What is needed is every line of the data that includes the word "iter". Please copy each one.

Stored data entries:
━━━━━━━━
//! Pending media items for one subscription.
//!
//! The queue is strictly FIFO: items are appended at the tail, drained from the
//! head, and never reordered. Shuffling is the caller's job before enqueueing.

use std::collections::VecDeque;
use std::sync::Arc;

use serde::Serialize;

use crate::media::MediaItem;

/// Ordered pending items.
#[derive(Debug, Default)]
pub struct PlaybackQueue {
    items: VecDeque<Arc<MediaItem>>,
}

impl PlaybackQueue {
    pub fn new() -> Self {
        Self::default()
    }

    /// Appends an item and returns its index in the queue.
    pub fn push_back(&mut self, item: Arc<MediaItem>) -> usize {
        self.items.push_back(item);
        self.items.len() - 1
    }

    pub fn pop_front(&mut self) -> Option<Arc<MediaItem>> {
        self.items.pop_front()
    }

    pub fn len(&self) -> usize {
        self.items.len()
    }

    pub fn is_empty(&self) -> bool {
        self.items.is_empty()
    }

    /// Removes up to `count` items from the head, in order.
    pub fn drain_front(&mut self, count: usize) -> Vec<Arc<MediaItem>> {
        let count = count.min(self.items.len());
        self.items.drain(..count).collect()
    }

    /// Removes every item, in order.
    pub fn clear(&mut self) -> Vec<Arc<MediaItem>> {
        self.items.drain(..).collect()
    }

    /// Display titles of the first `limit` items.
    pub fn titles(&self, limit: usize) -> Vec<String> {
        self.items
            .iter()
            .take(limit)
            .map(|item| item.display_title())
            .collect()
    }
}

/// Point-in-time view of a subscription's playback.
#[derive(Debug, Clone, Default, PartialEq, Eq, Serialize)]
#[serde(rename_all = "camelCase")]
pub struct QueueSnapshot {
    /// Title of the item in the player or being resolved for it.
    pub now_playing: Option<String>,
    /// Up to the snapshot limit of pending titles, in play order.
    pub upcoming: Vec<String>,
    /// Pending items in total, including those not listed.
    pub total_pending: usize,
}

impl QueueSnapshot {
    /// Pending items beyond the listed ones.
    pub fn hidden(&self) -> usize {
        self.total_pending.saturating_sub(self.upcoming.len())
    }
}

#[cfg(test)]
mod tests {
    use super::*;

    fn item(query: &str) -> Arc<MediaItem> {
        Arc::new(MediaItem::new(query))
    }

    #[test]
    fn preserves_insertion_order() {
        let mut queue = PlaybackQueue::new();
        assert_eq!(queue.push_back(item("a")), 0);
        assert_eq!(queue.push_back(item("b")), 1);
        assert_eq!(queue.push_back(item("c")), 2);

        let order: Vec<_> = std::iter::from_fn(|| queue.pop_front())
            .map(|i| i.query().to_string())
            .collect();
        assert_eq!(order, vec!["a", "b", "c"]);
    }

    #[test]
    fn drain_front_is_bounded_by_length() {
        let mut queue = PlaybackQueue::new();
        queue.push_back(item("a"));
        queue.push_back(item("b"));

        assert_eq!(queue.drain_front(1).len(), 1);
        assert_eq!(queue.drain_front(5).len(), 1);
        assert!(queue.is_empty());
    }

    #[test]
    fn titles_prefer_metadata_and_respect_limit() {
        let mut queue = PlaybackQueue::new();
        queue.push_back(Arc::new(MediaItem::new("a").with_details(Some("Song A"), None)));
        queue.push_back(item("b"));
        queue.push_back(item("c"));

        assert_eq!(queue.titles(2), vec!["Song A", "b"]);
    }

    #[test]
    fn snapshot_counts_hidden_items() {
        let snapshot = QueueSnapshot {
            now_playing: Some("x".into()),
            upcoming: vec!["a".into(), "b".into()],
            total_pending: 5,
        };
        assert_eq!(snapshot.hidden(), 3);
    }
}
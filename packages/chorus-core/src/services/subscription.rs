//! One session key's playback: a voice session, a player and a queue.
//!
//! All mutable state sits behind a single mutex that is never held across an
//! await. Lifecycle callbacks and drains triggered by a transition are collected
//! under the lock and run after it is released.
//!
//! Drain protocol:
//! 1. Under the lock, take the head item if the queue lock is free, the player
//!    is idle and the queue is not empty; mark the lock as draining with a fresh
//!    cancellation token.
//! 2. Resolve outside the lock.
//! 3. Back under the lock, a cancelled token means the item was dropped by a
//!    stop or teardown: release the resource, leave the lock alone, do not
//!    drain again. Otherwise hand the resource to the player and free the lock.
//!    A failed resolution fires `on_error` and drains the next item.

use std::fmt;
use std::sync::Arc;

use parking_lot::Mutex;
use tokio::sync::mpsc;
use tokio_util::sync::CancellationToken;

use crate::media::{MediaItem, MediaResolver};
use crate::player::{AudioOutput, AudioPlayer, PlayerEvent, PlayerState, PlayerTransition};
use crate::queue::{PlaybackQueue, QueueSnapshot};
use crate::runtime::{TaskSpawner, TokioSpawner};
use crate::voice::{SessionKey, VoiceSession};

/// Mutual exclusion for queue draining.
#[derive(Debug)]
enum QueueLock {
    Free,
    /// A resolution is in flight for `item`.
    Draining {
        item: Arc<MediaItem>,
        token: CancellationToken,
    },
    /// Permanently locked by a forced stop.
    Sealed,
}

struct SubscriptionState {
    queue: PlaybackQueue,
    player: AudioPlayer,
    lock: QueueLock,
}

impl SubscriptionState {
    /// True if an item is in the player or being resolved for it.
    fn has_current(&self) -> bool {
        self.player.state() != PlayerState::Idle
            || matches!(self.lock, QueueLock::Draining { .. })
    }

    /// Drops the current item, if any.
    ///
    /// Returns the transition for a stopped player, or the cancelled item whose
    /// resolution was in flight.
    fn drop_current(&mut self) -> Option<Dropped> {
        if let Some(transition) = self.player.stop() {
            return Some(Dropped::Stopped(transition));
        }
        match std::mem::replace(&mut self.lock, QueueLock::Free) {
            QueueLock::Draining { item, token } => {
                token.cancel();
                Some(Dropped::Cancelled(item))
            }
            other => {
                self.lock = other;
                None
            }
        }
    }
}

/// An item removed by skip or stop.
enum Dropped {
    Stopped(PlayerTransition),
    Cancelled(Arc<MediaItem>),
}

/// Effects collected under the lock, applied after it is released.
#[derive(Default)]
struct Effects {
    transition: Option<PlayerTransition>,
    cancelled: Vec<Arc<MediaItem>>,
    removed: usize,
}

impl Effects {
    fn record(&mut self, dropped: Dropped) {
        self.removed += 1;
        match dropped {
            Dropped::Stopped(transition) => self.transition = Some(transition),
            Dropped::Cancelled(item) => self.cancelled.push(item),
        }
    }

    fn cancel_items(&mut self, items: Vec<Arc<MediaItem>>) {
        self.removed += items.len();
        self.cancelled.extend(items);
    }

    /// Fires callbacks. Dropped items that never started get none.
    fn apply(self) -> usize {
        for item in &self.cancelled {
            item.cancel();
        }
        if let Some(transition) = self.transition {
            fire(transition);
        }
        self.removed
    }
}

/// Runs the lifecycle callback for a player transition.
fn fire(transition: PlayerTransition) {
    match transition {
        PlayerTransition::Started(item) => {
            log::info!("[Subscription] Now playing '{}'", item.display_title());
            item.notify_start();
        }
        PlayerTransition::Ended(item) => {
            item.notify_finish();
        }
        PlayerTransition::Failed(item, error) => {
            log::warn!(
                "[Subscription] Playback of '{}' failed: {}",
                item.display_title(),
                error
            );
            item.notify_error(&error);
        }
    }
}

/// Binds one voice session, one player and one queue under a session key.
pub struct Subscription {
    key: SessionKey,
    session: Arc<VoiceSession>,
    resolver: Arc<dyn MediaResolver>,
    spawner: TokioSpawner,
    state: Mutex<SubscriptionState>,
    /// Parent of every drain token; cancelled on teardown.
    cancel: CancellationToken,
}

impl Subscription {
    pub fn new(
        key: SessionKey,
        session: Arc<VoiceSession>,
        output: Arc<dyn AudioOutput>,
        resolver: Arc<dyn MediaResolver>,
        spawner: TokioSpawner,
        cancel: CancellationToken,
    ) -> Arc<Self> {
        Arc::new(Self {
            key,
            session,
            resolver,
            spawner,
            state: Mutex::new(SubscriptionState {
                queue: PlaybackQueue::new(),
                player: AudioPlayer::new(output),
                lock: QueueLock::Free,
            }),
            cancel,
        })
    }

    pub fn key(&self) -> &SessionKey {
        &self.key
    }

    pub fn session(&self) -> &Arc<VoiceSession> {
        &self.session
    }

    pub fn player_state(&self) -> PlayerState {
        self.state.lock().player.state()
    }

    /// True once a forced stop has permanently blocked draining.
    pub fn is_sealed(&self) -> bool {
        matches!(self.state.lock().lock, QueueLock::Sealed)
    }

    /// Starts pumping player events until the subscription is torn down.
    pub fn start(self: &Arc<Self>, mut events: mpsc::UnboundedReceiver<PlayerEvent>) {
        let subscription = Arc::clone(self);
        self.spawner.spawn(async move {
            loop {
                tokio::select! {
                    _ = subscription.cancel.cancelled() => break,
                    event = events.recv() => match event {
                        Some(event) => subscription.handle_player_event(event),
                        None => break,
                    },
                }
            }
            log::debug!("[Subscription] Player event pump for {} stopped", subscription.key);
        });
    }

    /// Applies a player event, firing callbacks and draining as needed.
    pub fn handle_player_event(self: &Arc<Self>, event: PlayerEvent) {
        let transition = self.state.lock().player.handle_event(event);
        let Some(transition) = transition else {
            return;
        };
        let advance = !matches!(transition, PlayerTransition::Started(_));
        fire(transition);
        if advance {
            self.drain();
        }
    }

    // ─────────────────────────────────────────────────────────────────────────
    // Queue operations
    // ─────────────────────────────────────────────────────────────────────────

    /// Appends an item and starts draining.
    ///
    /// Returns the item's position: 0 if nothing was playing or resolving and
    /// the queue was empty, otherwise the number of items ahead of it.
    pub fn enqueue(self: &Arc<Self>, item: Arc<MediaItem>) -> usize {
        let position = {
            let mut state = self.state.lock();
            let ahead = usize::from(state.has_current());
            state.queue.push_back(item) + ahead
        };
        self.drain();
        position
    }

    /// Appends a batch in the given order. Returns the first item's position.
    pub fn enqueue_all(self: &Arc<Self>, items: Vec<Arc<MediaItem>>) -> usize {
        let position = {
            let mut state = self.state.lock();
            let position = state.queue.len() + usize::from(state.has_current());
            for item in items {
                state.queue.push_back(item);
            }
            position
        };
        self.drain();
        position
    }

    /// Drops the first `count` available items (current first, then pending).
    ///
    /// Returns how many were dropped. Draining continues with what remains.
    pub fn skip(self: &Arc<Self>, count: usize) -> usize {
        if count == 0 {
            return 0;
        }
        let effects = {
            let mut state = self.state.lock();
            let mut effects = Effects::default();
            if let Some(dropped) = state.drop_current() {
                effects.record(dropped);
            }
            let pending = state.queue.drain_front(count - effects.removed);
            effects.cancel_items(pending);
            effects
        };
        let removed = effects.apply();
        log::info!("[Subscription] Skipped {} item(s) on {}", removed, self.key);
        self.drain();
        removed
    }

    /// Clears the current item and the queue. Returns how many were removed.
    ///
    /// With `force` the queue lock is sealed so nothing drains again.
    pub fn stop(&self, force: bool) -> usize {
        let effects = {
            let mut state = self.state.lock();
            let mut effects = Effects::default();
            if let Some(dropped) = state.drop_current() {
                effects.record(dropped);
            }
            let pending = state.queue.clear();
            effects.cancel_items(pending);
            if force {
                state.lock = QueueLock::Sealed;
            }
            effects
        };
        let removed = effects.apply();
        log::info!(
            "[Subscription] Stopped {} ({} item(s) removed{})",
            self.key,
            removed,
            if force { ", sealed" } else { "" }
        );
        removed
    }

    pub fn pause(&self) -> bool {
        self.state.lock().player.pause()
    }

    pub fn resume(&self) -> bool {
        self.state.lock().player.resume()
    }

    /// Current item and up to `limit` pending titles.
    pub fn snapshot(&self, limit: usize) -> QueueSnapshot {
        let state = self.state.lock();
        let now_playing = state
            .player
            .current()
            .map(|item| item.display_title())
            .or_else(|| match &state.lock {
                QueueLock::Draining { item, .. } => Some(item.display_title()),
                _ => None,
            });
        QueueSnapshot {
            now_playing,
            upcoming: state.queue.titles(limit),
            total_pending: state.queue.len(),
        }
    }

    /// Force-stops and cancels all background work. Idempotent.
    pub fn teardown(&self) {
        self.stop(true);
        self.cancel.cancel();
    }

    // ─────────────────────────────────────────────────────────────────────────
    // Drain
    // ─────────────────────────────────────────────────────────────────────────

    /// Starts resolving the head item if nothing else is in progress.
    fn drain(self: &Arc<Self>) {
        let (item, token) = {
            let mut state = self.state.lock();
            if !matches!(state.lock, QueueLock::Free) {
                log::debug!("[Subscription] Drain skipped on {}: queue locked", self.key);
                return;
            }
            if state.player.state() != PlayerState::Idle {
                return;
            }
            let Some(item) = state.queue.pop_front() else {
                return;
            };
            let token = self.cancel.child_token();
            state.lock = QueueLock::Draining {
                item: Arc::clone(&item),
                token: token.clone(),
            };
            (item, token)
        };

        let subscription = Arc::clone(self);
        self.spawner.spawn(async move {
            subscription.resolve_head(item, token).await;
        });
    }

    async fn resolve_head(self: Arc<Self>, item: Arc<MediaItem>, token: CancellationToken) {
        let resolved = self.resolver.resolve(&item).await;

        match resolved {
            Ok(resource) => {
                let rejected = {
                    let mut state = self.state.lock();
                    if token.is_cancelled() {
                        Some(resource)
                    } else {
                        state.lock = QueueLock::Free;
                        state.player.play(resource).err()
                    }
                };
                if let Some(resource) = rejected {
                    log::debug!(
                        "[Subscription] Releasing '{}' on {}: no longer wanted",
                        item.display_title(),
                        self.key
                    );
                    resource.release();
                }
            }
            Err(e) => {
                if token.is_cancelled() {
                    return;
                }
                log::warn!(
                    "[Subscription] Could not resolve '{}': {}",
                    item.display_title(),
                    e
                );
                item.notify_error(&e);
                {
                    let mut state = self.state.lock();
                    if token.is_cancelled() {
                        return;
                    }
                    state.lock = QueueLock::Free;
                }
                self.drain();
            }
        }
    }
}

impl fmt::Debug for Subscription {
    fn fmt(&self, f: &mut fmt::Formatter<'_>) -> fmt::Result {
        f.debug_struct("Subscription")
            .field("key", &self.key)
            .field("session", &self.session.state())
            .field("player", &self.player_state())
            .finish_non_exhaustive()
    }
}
━━━━━━━━
=== Reply ===
            .iter()
        let order: Vec<_> = std::iter::from_fn(|| queue.pop_front())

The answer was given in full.